Reading Online Novel

Wicked Becomes You(58)



“I don’t know,” he said quietly. “Would be easier if I had an inkling. Something’s not right—certainly Barrington doesn’t present as a simple land baron. If he’s got the money to buy a house off the old guard on the Rue de Varenne, this entire trip may be a fool’s game. Perhaps he’s buying up English land just for the hell of it and never replied to my offer because he has no care for the profit he might make.” His mouth twisted at this idea. “What a perverse thing to collect,” he said softly.

“But how odd,” she said hesitantly. “If he’s so wealthy, it seems that one of us should have heard of his family, at least. Where did his money come from?”

“Yes, it’s damned odd,” Alex agreed. “But that still doesn’t mean it has aught to do with Gerry.” He drummed his fingers lightly atop the table, then shrugged and looked out the window. The train had begun to move again; the iron girders of the station were passing slowly by the window, and faces on the platform were lifting toward the departing train, turning after it like pale flowers toward the sun. “Either way, this is my one attempt to find out. I’ll give it two days.”

She hesitated. “May I ask why you care?”

He glanced blankly back to her. “About Gerry?”

“No,” she said, laughing. “About Heverley End. That is, I’m sure it’s lovely—but I thought you had no regard for the countryside.

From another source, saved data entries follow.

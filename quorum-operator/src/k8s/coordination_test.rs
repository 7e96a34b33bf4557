use std::time::Duration as StdDuration;

use chrono::Duration;

use super::coordination::{next_state, LeaderElectionConfig, LeaderState};

const ME: &str = "quorum-operator-0";
const OTHER: &str = "quorum-operator-1";

#[test]
fn next_state_acquires_when_holding_the_lease() {
    for current in [LeaderState::Standby, LeaderState::Following(OTHER.into())] {
        let next = next_state(&current, ME, ME);
        assert!(next == Some(LeaderState::Leading), "expected {:?} to move to Leading, got {:?}", current, next);
    }
}

#[test]
fn next_state_follows_another_holder() {
    for current in [LeaderState::Standby, LeaderState::Leading, LeaderState::Following("old".into())] {
        let next = next_state(&current, OTHER, ME);
        assert!(
            next == Some(LeaderState::Following(OTHER.into())),
            "expected {:?} to follow {}, got {:?}",
            current,
            OTHER,
            next
        );
    }
}

#[test]
fn next_state_is_unchanged_for_same_holder() {
    let next = next_state(&LeaderState::Leading, ME, ME);
    assert!(next.is_none(), "expected no change while leading, got {:?}", next);
    let next = next_state(&LeaderState::Following(OTHER.into()), OTHER, ME);
    assert!(next.is_none(), "expected no change while following the same leader, got {:?}", next);
}

#[test]
fn election_config_validates_durations() {
    let timeout = StdDuration::from_secs(10);
    let res = LeaderElectionConfig::new("default", "quorum-operator", ME, Duration::seconds(60), Duration::seconds(10), Duration::seconds(2), timeout);
    assert!(res.is_ok(), "expected valid config, got {:?}", res.err());

    let res = LeaderElectionConfig::new("default", "quorum-operator", ME, Duration::seconds(10), Duration::seconds(10), Duration::seconds(2), timeout);
    assert!(res.is_err(), "expected lease duration equal to renew deadline to be rejected");

    let res = LeaderElectionConfig::new("default", "quorum-operator", ME, Duration::seconds(60), Duration::seconds(2), Duration::seconds(2), timeout);
    assert!(res.is_err(), "expected renew deadline without jitter room to be rejected");
}

#[test]
fn initial_lease_is_held_by_this_instance() {
    let config = LeaderElectionConfig::new(
        "default",
        "quorum-operator",
        ME,
        Duration::seconds(60),
        Duration::seconds(10),
        Duration::seconds(2),
        StdDuration::from_secs(10),
    )
    .map_err(|err| err.to_string());
    let lease = match config {
        Ok(config) => config.initial_lease(),
        Err(err) => panic!("unexpected config error: {}", err),
    };

    let spec = lease.spec.unwrap_or_default();
    assert!(spec.holder_identity.as_deref() == Some(ME), "unexpected holder {:?}", spec.holder_identity);
    assert!(spec.lease_duration_seconds == Some(60), "unexpected lease duration {:?}", spec.lease_duration_seconds);
    assert!(spec.lease_transitions == Some(0), "unexpected transitions {:?}", spec.lease_transitions);
    assert!(lease.metadata.namespace.as_deref() == Some("default"), "unexpected namespace {:?}", lease.metadata.namespace);
}
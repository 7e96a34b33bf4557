use anyhow::{bail, Result};
use k8s_openapi::api::core::v1::{Pod, PodCondition, PodStatus};
use k8s_openapi::apimachinery::pkg::apis::meta::v1::Time;

use super::units::{build_unit_pod, pod_to_unit, unit_label_selector};
use crate::fixtures;
use crate::units::{UnitSelector, CONTAINER_MAIN, CONTAINER_SIDECAR};
use quorum_core::crd::ProcessGroupStatus;
use quorum_core::{ProcessClass, ProcessGroupId, LABEL_CLUSTER, LABEL_FAULT_DOMAIN, LABEL_PROCESS_CLASS, LABEL_PROCESS_GROUP_ID};

fn group(id: &str, class: &str) -> Result<ProcessGroupStatus> {
    Ok(ProcessGroupStatus::new(&ProcessGroupId::parse(id)?, &ProcessClass::from(class)))
}

fn ready_condition(status: &str) -> PodStatus {
    PodStatus {
        conditions: Some(vec![PodCondition {
            type_: "Ready".into(),
            status: status.into(),
            ..Default::default()
        }]),
        ..Default::default()
    }
}

#[test]
fn build_unit_pod_sets_labels_images_and_owner() -> Result<()> {
    let cluster = fixtures::cluster("6.3.23", &[("storage", 1)], 1);
    let group = group("storage-1", "storage")?;

    let pod = build_unit_pod(&cluster, &group)?;

    let labels = pod.metadata.labels.clone().unwrap_or_default();
    assert!(pod.metadata.name.as_deref() == Some("test-storage-1"), "unexpected pod name {:?}", pod.metadata.name);
    assert!(labels.get(LABEL_CLUSTER).map(String::as_str) == Some("test"), "unexpected cluster label {:?}", labels);
    assert!(labels.get(LABEL_PROCESS_GROUP_ID).map(String::as_str) == Some("storage-1"), "unexpected ID label {:?}", labels);
    assert!(labels.get(LABEL_PROCESS_CLASS).map(String::as_str) == Some("storage"), "unexpected class label {:?}", labels);
    assert!(labels.get("app").map(String::as_str) == Some("quorum"), "expected canonical labels, got {:?}", labels);
    let owners = pod.metadata.owner_references.clone().unwrap_or_default();
    assert!(owners.len() == 1 && owners[0].kind == "DatabaseCluster", "unexpected owner references {:?}", owners);

    let unit = pod_to_unit(&pod);
    assert!(
        unit.image(CONTAINER_MAIN) == Some("foundationdb/foundationdb:6.3.23"),
        "unexpected main image {:?}",
        unit.image(CONTAINER_MAIN)
    );
    assert!(
        unit.image(CONTAINER_SIDECAR) == Some("foundationdb/foundationdb-kubernetes-sidecar:6.3.23-1"),
        "unexpected sidecar image {:?}",
        unit.image(CONTAINER_SIDECAR)
    );
    Ok(())
}

#[test]
fn build_unit_pod_sanitizes_underscored_classes() -> Result<()> {
    let cluster = fixtures::cluster("6.3.23", &[("cluster_controller", 1)], 1);
    let group = group("cluster_controller-1", "cluster_controller")?;

    let pod = build_unit_pod(&cluster, &group)?;

    assert!(
        pod.metadata.name.as_deref() == Some("test-cluster-controller-1"),
        "unexpected pod name {:?}",
        pod.metadata.name
    );
    let id = pod.metadata.labels.unwrap_or_default().remove(LABEL_PROCESS_GROUP_ID);
    assert!(id.as_deref() == Some("cluster_controller-1"), "expected the label to keep the raw ID, got {:?}", id);
    Ok(())
}

#[test]
fn build_unit_pod_rejects_tagged_images() -> Result<()> {
    let mut cluster = fixtures::cluster("6.3.23", &[("storage", 1)], 1);
    cluster.spec.main_container.image_name = Some("foundationdb/foundationdb:7.1.0".into());

    match build_unit_pod(&cluster, &group("storage-1", "storage")?) {
        Ok(pod) => bail!("expected an invalid spec error, got pod {:?}", pod.metadata.name),
        Err(err) => assert!(err.to_string().contains("contains the tag"), "unexpected error {}", err),
    }
    Ok(())
}

#[test]
fn pod_to_unit_reads_readiness_and_termination() -> Result<()> {
    let cluster = fixtures::cluster("6.3.23", &[("storage", 1)], 1);
    let mut pod = build_unit_pod(&cluster, &group("storage-1", "storage")?)?;

    let unit = pod_to_unit(&pod);
    assert!(!unit.ready, "expected a pod without status to be unready");
    assert!(!unit.terminating, "expected a fresh pod not to be terminating");

    pod.status = Some(ready_condition("True"));
    let unit = pod_to_unit(&pod);
    assert!(unit.ready && unit.is_available(), "expected a ready pod to be available");

    pod.metadata.deletion_timestamp = Some(Time(chrono::Utc::now()));
    let unit = pod_to_unit(&pod);
    assert!(unit.terminating && !unit.is_available(), "expected a deleted pod to be unavailable");

    pod.status = Some(ready_condition("False"));
    let unit = pod_to_unit(&pod);
    assert!(!unit.ready, "expected a pod with a false ready condition to be unready");
    Ok(())
}

#[test]
fn pod_to_unit_derives_fault_domain() -> Result<()> {
    let cluster = fixtures::cluster("6.3.23", &[("storage", 1)], 1);
    let mut pod: Pod = build_unit_pod(&cluster, &group("storage-1", "storage")?)?;
    assert!(pod_to_unit(&pod).fault_domain == "test-storage-1", "expected the pod name as last resort");

    if let Some(spec) = pod.spec.as_mut() {
        spec.node_name = Some("node-a".into());
    }
    assert!(pod_to_unit(&pod).fault_domain == "node-a", "expected the node name as fault domain");

    if let Some(labels) = pod.metadata.labels.as_mut() {
        labels.insert(LABEL_FAULT_DOMAIN.into(), "zone-1".into());
    }
    assert!(pod_to_unit(&pod).fault_domain == "zone-1", "expected the fault domain label to win");
    Ok(())
}

#[test]
fn unit_label_selector_narrows_by_class_and_ids() {
    let cluster = fixtures::cluster("6.3.23", &[("storage", 1)], 1);

    let all = unit_label_selector(&cluster, &UnitSelector::all());
    assert!(all == "quorum.rs/cluster=test", "unexpected selector {}", all);

    let mut selector = UnitSelector::process_groups(vec!["storage-2", "storage-1"]);
    selector.process_class = Some(ProcessClass::from("storage"));
    let narrowed = unit_label_selector(&cluster, &selector);
    assert!(
        narrowed == "quorum.rs/cluster=test,quorum.rs/process-class=storage,quorum.rs/process-group-id in (storage-1,storage-2)",
        "unexpected selector {}",
        narrowed
    );
}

And it was a very minor estate, wasn’t it? Never entailed. What matter if he sold it?”

“None to me,” he said. “And yes, the estate is minor. But my sisters have taken the sale badly—so there’s that. And I can’t dismiss the idea that my brother has gotten in over his head, somehow. Not without looking into it, at least.”

She began to smile. “And you say you aren’t brotherly!”

“Oh, nothing noble to this, Gwen. I’m saddled with a passel of incompetents—a pompous bore of a brother and two shrill, complaining sisters who prefer fretting to fixing things. It’s easier this way—take care of the matter and they leave me alone. Until the next matter arises,” he added in a mutter.

Until the next matter arises. How reluctantly and matter-of-factly he acknowledged this: whenever the need arose, he would step in, with no hesitation. He would always be there to help, whether he liked it or no.

As always when anyone spoke of family affairs, she became conscious of a stir of fascination. Envy, too: she would admit it, although it spoke ill of her character. Even in their quarrels, the Ramseys belonged to each other, permanently. For all the worry and grief Alex’s roaming caused his siblings, they always welcomed him home with open arms. For all the irritation the twins felt at Lord Weston, they still convened at his house on Sunday evenings for dinner. And Alex, who held himself aloof from polite society and preferred to be away from England whenever possible, did not fail to attend those dinners when he was in town.

It was so different than the upbringing Gwen had known. For the sake of their children’s advancement, her parents had willingly fractured their family. Sometimes she wondered what life might have been like had they proved less ambitious.

She looked away from that thought, physically. She looked up into Alex’s face—blue eyes that made no pretense at generosity or optimism and glinted, always, with a cynical light. His brow rose, questioning, and without conscious direction, her fingers closed very tightly in her lap.

They wanted, she thought, a hand to hold. The right to reach out for someone, for him, any time she required his aid. Suddenly, with a physical ache in the pit of her stomach, she wanted—impossible things. Not marriage. God, not something so easily broken or betrayed. Something more than marriage—a bond as fierce and unbreakable as a physical embrace. Tight. Even suffocating. She would not struggle.

She’d hoped a wedding would guarantee such a bond. She had looked at Pennington and seen the father of her future children—four, five, six children, enough to begin to fill the bedrooms in that huge, empty, echoing estate her parents had built. Enough children to ensure that she would never be alone, and neither would they.

Instead of a hand, she closed her fingers over Richard’s ring, which she had strung on a chain around her neck.

But her eyes would not move from Alex.

She could not have him, of course. But God above, she wanted him.

It was inevitable, perhaps, that any period of extended conversation between them should turn, eventually, to Richard. They remained in the dining nook long after the dishes had been cleared away, sharing memories, swapping tales, laughing together like friends. And by the time the moon rose, round and heavy in the star-strewn sky, Gwen had regained her peace around him. All of this common ground, this love they had shared for her brother, made it very difficult to feel anxious in his presence.